The darker side of computer forensics John Irvine
Saturday, October 24, 2015
The darker side of computer forensics John Irvine
For the better part of the past thirteen (thirteen?!) years, I have been a computer forensic examiner. Sure, the title varies by job and location — digital forensic analyst, media exploiter, computer forensic investigator — but the job is always the same. Computer forensic examiners delve deeply into computers that have either been the victim, instrumentality, or witness to a crime. (Thank you, Mark P., for that definition. I’ve never left it behind.)
It’s not at all like what you see on “CSI.” Computer forensics can be tiresome, dreary, boring, and downright drudgery. Performing a competent analysis can take days, weeks, or even months depending upon the subject, the condition and state of the hard drive, or the importance of the case. For that time period, the examiner is literally trying on the subject’s life, wearing it like a costume for eight or more hours a day. Everything someone likes, hates, is interested in, fantasizes about, or fetishes goes through his or her keyboard at one point or another. Think about every email message you’ve ever written…every chat you’ve ever typed…every website you’ve ever visited…every phrase you’ve ever searched for online.
Seriously…think about it. I’ll give you a moment.

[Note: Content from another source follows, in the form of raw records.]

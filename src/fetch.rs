use std::collections::BTreeSet;
use std::time::Duration;

use chromiumoxide::browser::Browser;
use chromiumoxide::Page;
use futures::StreamExt;
use thiserror::Error;
use tokio::task::JoinHandle;
use tokio::time::{sleep, timeout, Instant};
use tracing::{debug, warn};

use crate::convert::clean_url;

const POLL_INTERVAL: Duration = Duration::from_millis(500);
const MAX_SCROLL_ROUNDS: usize = 60;
const STABLE_ROUNDS: usize = 3;

// Substack may serve a <noscript> placeholder before hydration; wait until a
// likely article container exists before grabbing the DOM.
const ARTICLE_PROBE_JS: &str = r#"(() => !!(document.querySelector('article')
    || document.querySelector('div.available-content')
    || document.querySelector('div.post')))()"#;

const ARCHIVE_COLLECT_JS: &str = r#"(() => {
    window.scrollTo(0, document.body.scrollHeight);
    return Array.from(document.querySelectorAll("a[href*='/p/']")).map(a => a.href);
})()"#;

#[derive(Debug, Error)]
pub enum FetchError {
    #[error("page did not render within {0:?}")]
    Timeout(Duration),
    #[error("browser endpoint refused connection at {0}")]
    ConnectionRefused(String),
    #[error("browser endpoint returned HTTP {0}")]
    HttpStatus(u16),
    #[error("devtools protocol error: {0}")]
    Protocol(String),
}

#[derive(Debug, Clone)]
pub struct FetchConfig {
    pub host: String,
    pub port: u16,
    pub timeout: Duration,
}

/// Wrapper around an already-running browser's remote debugging interface.
/// Each fetch opens a throwaway target in the user's authenticated session,
/// renders one page, and closes the target again.
pub struct CdpFetcher {
    browser: Browser,
    handler_task: JoinHandle<()>,
    timeout: Duration,
}

impl CdpFetcher {
    pub async fn connect(config: &FetchConfig) -> Result<Self, FetchError> {
        let endpoint = format!("http://{}:{}/json/version", config.host, config.port);
        let resp = reqwest::get(&endpoint).await.map_err(|e| {
            if e.is_connect() {
                FetchError::ConnectionRefused(endpoint.clone())
            } else if e.is_timeout() {
                FetchError::Timeout(config.timeout)
            } else {
                FetchError::Protocol(e.to_string())
            }
        })?;
        if !resp.status().is_success() {
            return Err(FetchError::HttpStatus(resp.status().as_u16()));
        }
        let info: serde_json::Value = resp
            .json()
            .await
            .map_err(|e| FetchError::Protocol(e.to_string()))?;
        let ws_url = info["webSocketDebuggerUrl"]
            .as_str()
            .ok_or_else(|| {
                FetchError::Protocol("version endpoint had no webSocketDebuggerUrl".to_string())
            })?
            .to_string();

        debug!("attaching to browser at {}", ws_url);
        let (browser, mut handler) = Browser::connect(ws_url)
            .await
            .map_err(|e| FetchError::Protocol(e.to_string()))?;
        let handler_task = tokio::spawn(async move {
            while let Some(event) = handler.next().await {
                if event.is_err() {
                    break;
                }
            }
        });

        Ok(Self {
            browser,
            handler_task,
            timeout: config.timeout,
        })
    }

    /// Render one address and return the full document HTML.
    pub async fn fetch_html(&self, url: &str) -> Result<String, FetchError> {
        let page = self.new_target().await?;
        let result = self.render(&page, url).await;
        if let Err(e) = page.close().await {
            warn!("failed to close target: {}", e);
        }
        result
    }

    async fn new_target(&self) -> Result<Page, FetchError> {
        self.browser
            .new_page("about:blank")
            .await
            .map_err(|e| FetchError::Protocol(e.to_string()))
    }

    async fn render(&self, page: &Page, url: &str) -> Result<String, FetchError> {
        page.goto(url)
            .await
            .map_err(|e| FetchError::Protocol(e.to_string()))?;
        // The load event may never fire on hydrated pages; bounded wait only.
        let _ = timeout(self.timeout, page.wait_for_navigation()).await;

        let deadline = Instant::now() + self.timeout;
        loop {
            let ready = page
                .evaluate(ARTICLE_PROBE_JS)
                .await
                .map_err(|e| FetchError::Protocol(e.to_string()))?
                .into_value::<bool>()
                .unwrap_or(false);
            if ready || Instant::now() >= deadline {
                break;
            }
            sleep(POLL_INTERVAL).await;
        }

        // Grab whatever is rendered by now; the extractor decides whether it
        // amounts to an article.
        let html = page
            .content()
            .await
            .map_err(|e| FetchError::Protocol(e.to_string()))?;
        if html.trim().is_empty() {
            return Err(FetchError::Timeout(self.timeout));
        }
        Ok(html)
    }

    /// Render a publication's archive page, scroll until the set of post
    /// URLs stops growing, and return them sorted.
    pub async fn archive_post_urls(&self, archive_url: &str) -> Result<Vec<String>, FetchError> {
        let page = self.new_target().await?;
        let result = self.scroll_archive(&page, archive_url).await;
        if let Err(e) = page.close().await {
            warn!("failed to close target: {}", e);
        }
        result
    }

    async fn scroll_archive(
        &self,
        page: &Page,
        archive_url: &str,
    ) -> Result<Vec<String>, FetchError> {
        page.goto(archive_url)
            .await
            .map_err(|e| FetchError::Protocol(e.to_string()))?;
        let _ = timeout(self.timeout, page.wait_for_navigation()).await;

        let mut urls: BTreeSet<String> = BTreeSet::new();
        let mut stable = 0usize;
        let mut last_count = usize::MAX;

        for _ in 0..MAX_SCROLL_ROUNDS {
            let hrefs = page
                .evaluate(ARCHIVE_COLLECT_JS)
                .await
                .map_err(|e| FetchError::Protocol(e.to_string()))?
                .into_value::<Vec<String>>()
                .unwrap_or_default();
            for href in hrefs {
                if href.contains("/p/") {
                    urls.insert(clean_url(&href));
                }
            }
            if urls.len() == last_count {
                stable += 1;
                if stable >= STABLE_ROUNDS {
                    break;
                }
            } else {
                stable = 0;
                last_count = urls.len();
            }
            sleep(POLL_INTERVAL).await;
        }

        Ok(urls.into_iter().collect())
    }

    /// Detach from the browser. The browser itself keeps running — it
    /// belongs to the user, not to us.
    pub async fn close(self) {
        drop(self.browser);
        self.handler_task.abort();
    }
}

/// Archive address for a publication slug or any address on the publication.
pub fn archive_url_for(input: &str) -> String {
    if input.contains("substack.com") {
        if let Ok(parsed) = url::Url::parse(input) {
            if let Some(host) = parsed.host_str() {
                return format!("{}://{}/archive", parsed.scheme(), host);
            }
        }
        // Bare host without a scheme.
        let host = input.trim_end_matches('/');
        return format!("https://{}/archive", host);
    }
    format!("https://{}.substack.com/archive", input)
}

// ── Tests ──
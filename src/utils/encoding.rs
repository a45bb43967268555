// Text decoding for tag fields and ID3v2 text frames

use encoding_rs::{UTF_16BE, UTF_16LE};

use crate::options::Utf16Mode;

/// Text encoding indicator found in the first byte of a text frame
#[derive(Debug, Clone, Copy, PartialEq, Eq)]
pub enum TextEncoding {
    Iso8859_1,
    Utf16,
    Other(u8),
}

impl TextEncoding {
    pub fn from_byte(byte: u8) -> Self {
        match byte {
            0 => TextEncoding::Iso8859_1,
            1 => TextEncoding::Utf16,
            other => TextEncoding::Other(other),
        }
    }
}

/// Decode ISO-8859-1: each byte becomes the code point of the same value.
/// NULs and padding are kept.
pub fn decode_latin1(data: &[u8]) -> String {
    data.iter().map(|&b| char::from(b)).collect()
}

/// Decode UTF-16 text, honoring a byte order mark (little endian without one)
pub fn decode_utf16(data: &[u8]) -> String {
    match data {
        [0xFF, 0xFE, rest @ ..] => UTF_16LE.decode_without_bom_handling(rest).0.into_owned(),
        [0xFE, 0xFF, rest @ ..] => UTF_16BE.decode_without_bom_handling(rest).0.into_owned(),
        _ => UTF_16LE.decode_without_bom_handling(data).0.into_owned(),
    }
}

/// Keep only the second byte of each 2-byte unit. A trailing odd byte is dropped.
fn decode_utf16_compat(data: &[u8]) -> String {
    let low: Vec<u8> = data.chunks_exact(2).map(|unit| unit[1]).collect();
    decode_latin1(&low)
}

/// Decode an ID3v2 text frame payload
pub fn decode_text_frame(data: &[u8], utf16: Utf16Mode) -> String {
    let Some((&indicator, text)) = data.split_first() else {
        return String::new();
    };

    match (TextEncoding::from_byte(indicator), utf16) {
        (TextEncoding::Iso8859_1, _) => decode_latin1(text),
        (TextEncoding::Utf16, Utf16Mode::Compat) => decode_utf16_compat(text),
        (TextEncoding::Utf16, Utf16Mode::Full) => decode_utf16(text),
        (TextEncoding::Other(_), _) => decode_latin1(text),
    }
}
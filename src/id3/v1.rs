// ID3v1 tag implementation

use std::io::{Read, Seek, SeekFrom};

use tracing::debug;

use crate::error::{Error, Result};
use crate::metadata::Metadata;
use crate::options::ReadOptions;
use crate::utils::encoding::decode_latin1;
use crate::utils::io::{read_array, stream_len};

/// ID3v1 tag structure
#[derive(Debug, Default, Clone, PartialEq, Eq)]
pub struct Id3v1Tag {
    pub title: String,
    pub artist: String,
    pub album: String,
    pub year: String,
}

impl Id3v1Tag {
    pub const TAG_SIZE: usize = 128;
    pub const TAG_ID: [u8; 3] = [b'T', b'A', b'G'];

    /// Check whether the last 128 bytes start with `TAG`
    pub fn is_present<R: Read + Seek>(reader: &mut R) -> std::io::Result<bool> {
        Ok(Self::read_block(reader)?.is_some_and(|block| block[0..3] == Self::TAG_ID))
    }

    /// Read ID3v1 tag from the end of the stream
    pub fn read<R: Read + Seek>(reader: &mut R, options: &ReadOptions) -> Result<Self> {
        let block = Self::read_block(reader)?.ok_or(Error::NoLegacyTag)?;

        // Check for TAG identifier
        if block[0..3] != Self::TAG_ID {
            return Err(Error::NoLegacyTag);
        }

        debug!("found ID3v1 trailer");
        Ok(Self::parse(&block, options))
    }

    /// The trailing 128-byte block, or `None` if the stream is shorter
    fn read_block<R: Read + Seek>(reader: &mut R) -> std::io::Result<Option<[u8; 128]>> {
        if stream_len(reader)? < Self::TAG_SIZE as u64 {
            return Ok(None);
        }

        reader.seek(SeekFrom::End(-(Self::TAG_SIZE as i64)))?;
        read_array(reader).map(Some)
    }

    /// Parse ID3v1 tag from buffer
    fn parse(buffer: &[u8; 128], options: &ReadOptions) -> Self {
        let field = |bytes: &[u8]| Self::parse_string(bytes, options.trim_padding);

        Id3v1Tag {
            title: field(&buffer[3..33]),
            artist: field(&buffer[33..63]),
            album: field(&buffer[63..93]),
            year: field(&buffer[93..97]),
        }
    }

    /// Decode a fixed-width field, optionally cutting it at the first NUL
    fn parse_string(bytes: &[u8], trim: bool) -> String {
        if !trim {
            return decode_latin1(bytes);
        }
        let end = bytes.iter().position(|&b| b == 0).unwrap_or(bytes.len());
        decode_latin1(&bytes[..end]).trim().to_string()
    }
}

impl From<Id3v1Tag> for Metadata {
    fn from(tag: Id3v1Tag) -> Self {
        Metadata {
            title: tag.title,
            artist: tag.artist,
            album: tag.album,
            year: tag.year,
        }
    }
}
// Output formatting for CLI

use std::io::Write;

use anyhow::Result;
use serde_json::Value;

use mp3meta::{Metadata, StandardField};

use crate::cli::config::OutputFormat;

/// Format and output data
pub struct OutputFormatter {
    format: OutputFormat,
    quiet: bool,
}

impl OutputFormatter {
    pub fn new(format: OutputFormat, quiet: bool) -> Self {
        Self { format, quiet }
    }

    /// Build the JSON object printed for one file, limited to `fields`
    pub fn metadata_value(path: &str, metadata: &Metadata, fields: &[StandardField]) -> Result<Value> {
        let mut obj = match serde_json::to_value(metadata)? {
            Value::Object(obj) => obj,
            other => anyhow::bail!("metadata serialized to {} instead of an object", other),
        };
        obj.retain(|key, _| fields.iter().any(|f| f.as_str() == key.as_str()));
        obj.insert("file".to_string(), Value::String(path.to_string()));
        Ok(Value::Object(obj))
    }

    /// Output metadata
    pub fn output_metadata(&self, metadata: &Value, writer: &mut impl Write) -> Result<()> {
        match self.format {
            OutputFormat::Pretty => {
                writeln!(writer, "{}", serde_json::to_string_pretty(metadata)?)?;
            }
            OutputFormat::Json => {
                writeln!(writer, "{}", serde_json::to_string(metadata)?)?;
            }
            OutputFormat::KeyValue => {
                self.output_key_value(metadata, writer)?;
            }
            OutputFormat::Table => {
                self.output_table(metadata, writer)?;
            }
        }
        Ok(())
    }

    /// Output as key-value pairs
    fn output_key_value(&self, metadata: &Value, writer: &mut impl Write) -> Result<()> {
        if let Some(obj) = metadata.as_object() {
            for (key, value) in obj {
                writeln!(writer, "{}: {}", key, self.format_value(value))?;
            }
        }
        Ok(())
    }

    /// Output as table
    fn output_table(&self, metadata: &Value, writer: &mut impl Write) -> Result<()> {
        if let Some(obj) = metadata.as_object() {
            let max_key_len = obj.keys().map(|k| k.len()).max().unwrap_or(0);

            writeln!(writer, "{}", "=".repeat(max_key_len + 30))?;

            for (key, value) in obj {
                writeln!(
                    writer,
                    "{:<width$}{}",
                    format!("{}:", key),
                    self.format_value(value),
                    width = max_key_len + 2
                )?;
            }

            writeln!(writer, "{}", "=".repeat(max_key_len + 30))?;
        }
        Ok(())
    }

    /// Format a JSON value for display. NUL padding is shown escaped.
    fn format_value(&self, value: &Value) -> String {
        match value {
            Value::String(s) => s.escape_default().to_string(),
            Value::Null => "(null)".to_string(),
            other => other.to_string(),
        }
    }

    /// Print a progress line unless quiet
    pub fn print_info(&self, message: &str) {
        if !self.quiet {
            println!("  {}", message);
        }
    }

    /// Print error message
    pub fn print_error(&self, message: &str) {
        eprintln!("✗ {}", message);
    }
}

#[cfg(test)]
mod tests {
    use super::*;

    fn sample() -> Value {
        let metadata = Metadata {
            title: "Hello\0".to_string(),
            artist: "Band".to_string(),
            ..Default::default()
        };
        OutputFormatter::metadata_value(
            "song.mp3",
            &metadata,
            &[StandardField::Title, StandardField::Artist],
        )
        .unwrap()
    }

    fn render(format: OutputFormat) -> String {
        let mut out = Vec::new();
        OutputFormatter::new(format, true)
            .output_metadata(&sample(), &mut out)
            .unwrap();
        String::from_utf8(out).unwrap()
    }

    #[test]
    fn test_metadata_value_respects_fields() {
        let value = sample();
        assert_eq!(value["file"], "song.mp3");
        assert_eq!(value["title"], "Hello\0");
        assert!(value.get("album").is_none());
    }

    #[test]
    fn test_json_output() {
        let out = render(OutputFormat::Json);
        let parsed: Value = serde_json::from_str(out.trim()).unwrap();
        assert_eq!(parsed, sample());
    }

    #[test]
    fn test_key_value_output() {
        let out = render(OutputFormat::KeyValue);
        assert!(out.contains("artist: Band\n"));
        assert!(out.contains("title: Hello\\u{0}\n"));
    }

    #[test]
    fn test_table_output() {
        let out = render(OutputFormat::Table);
        let lines: Vec<&str> = out.lines().collect();
        assert_eq!(lines.len(), 5);
        assert!(lines[0].starts_with("====="));
        assert!(lines.iter().any(|l| l.starts_with("artist:") && l.ends_with("Band")));
    }
}
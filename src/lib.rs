//! mp3meta - read title, artist, album and year from MP3 tags
//!
//! Files starting with `ID3` are read through the ID3v2 frame walker;
//! everything else falls back to the 128-byte ID3v1 trailer.
//!
//! ```no_run
//! let metadata = mp3meta::read_metadata("song.mp3")?;
//! println!("{} - {}", metadata.artist, metadata.title);
//! # Ok::<(), mp3meta::Error>(())
//! ```

use std::fs::File;
use std::io::{BufReader, Read, Seek};
use std::path::Path;

use tracing::debug;

pub mod error;
pub mod field_mapping;
pub mod id3;
pub mod metadata;
pub mod options;
pub mod utils;

pub use error::{Error, Result};
pub use field_mapping::StandardField;
pub use id3::{Id3v1Tag, Id3v2Tag, TagFormat};
pub use metadata::Metadata;
pub use options::{ReadOptions, Utf16Mode};

/// Read metadata from the file at `path` with default options
pub fn read_metadata<P: AsRef<Path>>(path: P) -> Result<Metadata> {
    read_metadata_with(path, &ReadOptions::default())
}

/// Read metadata from the file at `path`
pub fn read_metadata_with<P: AsRef<Path>>(path: P, options: &ReadOptions) -> Result<Metadata> {
    let mut reader = open(path.as_ref())?;
    read_metadata_from(&mut reader, options)
}

/// Read metadata from any seekable byte source
pub fn read_metadata_from<R: Read + Seek>(reader: &mut R, options: &ReadOptions) -> Result<Metadata> {
    let mut metadata = Metadata::new();

    if id3::has_id3v2_tag(reader)? {
        let tag = Id3v2Tag::read(reader)?;
        debug!(frames = tag.frames.len(), "read ID3v2 tag");
        tag.apply(&mut metadata, options);
    } else {
        metadata = Id3v1Tag::read(reader, options)?.into();
    }

    Ok(metadata)
}

/// Detect the tag format of the file at `path`
pub fn detect_format<P: AsRef<Path>>(path: P) -> Result<TagFormat> {
    let mut reader = open(path.as_ref())?;
    detect_format_from(&mut reader)
}

/// Detect the tag format of any seekable byte source
pub fn detect_format_from<R: Read + Seek>(reader: &mut R) -> Result<TagFormat> {
    Ok(id3::detect_format(reader)?)
}

fn open(path: &Path) -> Result<BufReader<File>> {
    let file = File::open(path).map_err(|source| Error::Open {
        path: path.to_path_buf(),
        source,
    })?;
    Ok(BufReader::new(file))
}
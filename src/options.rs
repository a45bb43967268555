// Read configuration

/// How frames with encoding indicator 1 (UTF-16) are decoded
#[derive(Debug, Clone, Copy, PartialEq, Eq, Default)]
pub enum Utf16Mode {
    /// Keep the second byte of every code unit. Only single-byte
    /// characters survive; this matches what most simple readers produce.
    #[default]
    Compat,
    /// Decode as real UTF-16, honoring a byte order mark.
    Full,
}

/// Options controlling how tags are turned into text
#[derive(Debug, Clone, Default, PartialEq, Eq)]
pub struct ReadOptions {
    pub utf16: Utf16Mode,
    /// Strip NUL and space padding from ID3v1 fields
    pub trim_padding: bool,
}

impl ReadOptions {
    pub fn new() -> Self {
        Self::default()
    }

    pub fn with_utf16(mut self, mode: Utf16Mode) -> Self {
        self.utf16 = mode;
        self
    }

    pub fn with_trim_padding(mut self, trim: bool) -> Self {
        self.trim_padding = trim;
        self
    }
}
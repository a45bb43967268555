// I/O helpers for reading tag structures

use std::io::{Read, Seek, SeekFrom};

/// Read exactly `N` bytes into a fixed-size array
pub fn read_array<const N: usize, R: Read>(reader: &mut R) -> std::io::Result<[u8; N]> {
    let mut buffer = [0u8; N];
    reader.read_exact(&mut buffer)?;
    Ok(buffer)
}

/// Decode a synchsafe 32-bit integer (low 7 bits of each byte)
pub fn decode_synchsafe(bytes: [u8; 4]) -> u32 {
    ((bytes[0] & 0x7F) as u32) << 21
        | ((bytes[1] & 0x7F) as u32) << 14
        | ((bytes[2] & 0x7F) as u32) << 7
        | (bytes[3] & 0x7F) as u32
}

/// Read synchsafe 32-bit integer (7 bits per byte)
pub fn read_synchsafe_u32<R: Read>(reader: &mut R) -> std::io::Result<u32> {
    read_array::<4, _>(reader).map(decode_synchsafe)
}

/// Total length of the stream. Leaves the position at the end.
pub fn stream_len<R: Seek>(reader: &mut R) -> std::io::Result<u64> {
    reader.seek(SeekFrom::End(0))
}

/// Check if the stream has `signature` at the very beginning
pub fn starts_with<R: Read + Seek>(reader: &mut R, signature: &[u8]) -> std::io::Result<bool> {
    reader.seek(SeekFrom::Start(0))?;
    let mut buffer = vec![0u8; signature.len()];
    reader.read_exact(&mut buffer)?;
    Ok(buffer == signature)
}

#[cfg(test)]
mod tests {
    use super::*;
    use std::io::Cursor;

    #[test]
    fn synchsafe_uses_low_seven_bits() {
        assert_eq!(decode_synchsafe([0x00, 0x00, 0x00, 0x2A]), 42);
        assert_eq!(decode_synchsafe([0x00, 0x00, 0x01, 0x00]), 128);
        assert_eq!(decode_synchsafe([0x7F, 0x7F, 0x7F, 0x7F]), 0x0FFF_FFFF);
    }

    #[test]
    fn synchsafe_masks_high_bit() {
        assert_eq!(decode_synchsafe([0x80, 0x80, 0x80, 0x81]), 1);
        assert_eq!(decode_synchsafe([0xFF, 0xFF, 0xFF, 0xFF]), 0x0FFF_FFFF);
    }

    #[test]
    fn read_synchsafe_reports_short_input() {
        let mut reader = Cursor::new(vec![0u8, 1]);
        let err = read_synchsafe_u32(&mut reader).unwrap_err();
        assert_eq!(err.kind(), std::io::ErrorKind::UnexpectedEof);
    }

    #[test]
    fn starts_with_rewinds_before_reading() {
        let mut reader = Cursor::new(b"ID3rest".to_vec());
        reader.set_position(5);
        assert!(starts_with(&mut reader, b"ID3").unwrap());
        assert!(!starts_with(&mut reader, b"TAG").unwrap());
    }

    #[test]
    fn stream_len_counts_all_bytes() {
        let mut reader = Cursor::new(vec![0u8; 300]);
        assert_eq!(stream_len(&mut reader).unwrap(), 300);
    }
}
// CLI module for mp3meta
//
// Argument parsing, logging setup and output formatting for the binary.
// The library crate knows nothing about any of it.

pub mod commands;
pub mod config;
pub mod logging;
pub mod output;

pub use config::{Commands, Config};
pub use output::OutputFormatter;
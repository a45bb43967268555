// Shared encoding and I/O helpers
pub mod encoding;
pub mod io;
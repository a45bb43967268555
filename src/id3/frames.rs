// ID3v2 frame reading

use std::io::Read;

use crate::utils::io::{decode_synchsafe, read_array};

/// Frame header: 4-byte id, synchsafe size, 2 flag bytes
#[derive(Debug, Clone, Copy, PartialEq, Eq)]
pub struct FrameHeader {
    pub id: [u8; 4],
    pub size: u32,
    pub flags: u16,
}

impl FrameHeader {
    pub const SIZE: usize = 10;

    pub fn read<R: Read>(reader: &mut R) -> std::io::Result<Self> {
        Ok(Self::parse(read_array(reader)?))
    }

    pub fn parse(buffer: [u8; Self::SIZE]) -> Self {
        FrameHeader {
            id: [buffer[0], buffer[1], buffer[2], buffer[3]],
            size: decode_synchsafe([buffer[4], buffer[5], buffer[6], buffer[7]]),
            flags: u16::from_be_bytes([buffer[8], buffer[9]]),
        }
    }

    /// Printable form of the id for logs and errors
    pub fn id_lossy(&self) -> String {
        String::from_utf8_lossy(&self.id).into_owned()
    }
}

/// ID3v2 frame with its payload
#[derive(Debug, Clone, PartialEq, Eq)]
pub struct Id3Frame {
    pub header: FrameHeader,
    pub data: Vec<u8>,
}

impl Id3Frame {
    /// Read the payload that follows `header`. The caller checks the size first.
    pub fn read_payload<R: Read>(reader: &mut R, header: FrameHeader) -> std::io::Result<Self> {
        let mut data = vec![0u8; header.size as usize];
        reader.read_exact(&mut data)?;
        Ok(Id3Frame { header, data })
    }
}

Now think about me reading and seeing it all. That should scare you a little bit, and if it didn’t, you’re probably lying to yourself. It’s okay. Most people do.
Doing computer forensics for any amount of time in your life changes you. It damages you. It makes you unfit to be around others in decent company, because you have to mentally screen absolutely everything you say in fear of drawing looks of horror or disgust from the good people around you. For forty hours a week, a computer forensic examiner is exposed to the worst that the world has to offer — child pornography, beheadings, torture, rape — all in high resolution photo or video formats. In fact, people in the business have found that for general criminal computer forensic examiners (and we’re not talking about intrusion analysts, as exposure to the badness I’ve mentioned is usually infrequent and incidental), there is a two-year time limit before your soul dies. Around that time, every examiner either has built-up enough of a callus that he/she can continue forever, or that examiner pushes the chair away from the desk, stands up, and says, “I can’t do this anymore.”
Two years. As I said, I’ve been doing it for almost thirteen.
What does the general criminal examiner work with? Almost 80-90% of the cases criminal computer forensic examiners work on are related to child pornography. This ranges from simple digital images to full-length movies recorded by the dregs of humanity. The worst kind, in my opinion, are those we’ve dubbed the “No, Daddy, no” videos, in which a usually heavy-set man rapes his extremely young children. Their faces tell the real story — this isn’t the first time, and they have endured their father’s actions numerous times before. People who make and/or collect these kinds of things usually don’t just have one or two…they have one or two dozen, hundred, or thousand.
How about the counterterrorism examiner? Beheading videos, torture videos, and endless rants about exterminating Americans are the feature of the day. Over and over, you watch videos of jump-suit clad Americans, British, Australians, or others on their knees, begging for their lives, as a troupe of Muslim-extremists stand behind them with knives in hand. Then, after the speeches are done, one of the masked men will all-too-slowly remove the head from the body, then place it triumphantly on the back of his victim. Fade to black. At first, you don’t know how to feel…it sickens you. Then, you feel outrage, and you want to seek retribution. Then, you feel…nothing. You comment on the technical quality of the video and remark about the quality of the jihadist’s upgraded A/V equipment. You comment about the sounds that people make when their heads are removed — it sounds something like a pig drowning. You comment, and you go onto the next one. Like their pedophile brothers, jihadists don’t just have one or two, they have hundreds, and the examiner has to watch every one. After seeing a few dozen of these beheadings and torture videos, the political correctness one may have started with goes right out the window. Gitmo is no longer a bad idea, but a necessity, and suddenly you start getting right with waterboarding. Just sayin’.
Being exposed to this kind of daily horror changes you. I’m not asking for sympathy; I think paramedics or police officers have it worse. (One of my good friends is both a computer forensic examiner AND a paramedic — I’m just WAITING for him to snap.) I’m just offering an explanation for why people like me might not say the most appropriate thing, or why our humor tends to run a little darker than that of others, or why our Twitter posts might occasionally make you blush.
As you can imagine, our meetings are rarely dull.
People who only have known me for a short time might find me to be paranoid, disturbed, or even a little deviant. People who have known me for a long time, especially those in the profession, understand completely.
What’s the upside? Why do computer forensic examiners do what we do? Well, it pays really, really well, and we get to put the occasional criminal behind bars or terrorist behind a scope. That makes it worth it all, even if we do tend to have basements full of MREs, anti-radiation pills, water filters, gas masks, and shotgun shells.
One thing’s for sure…terrorist attack, zombie apocalypse, or cyborg uprising, I’m ready — and it won’t even be much of a surprise.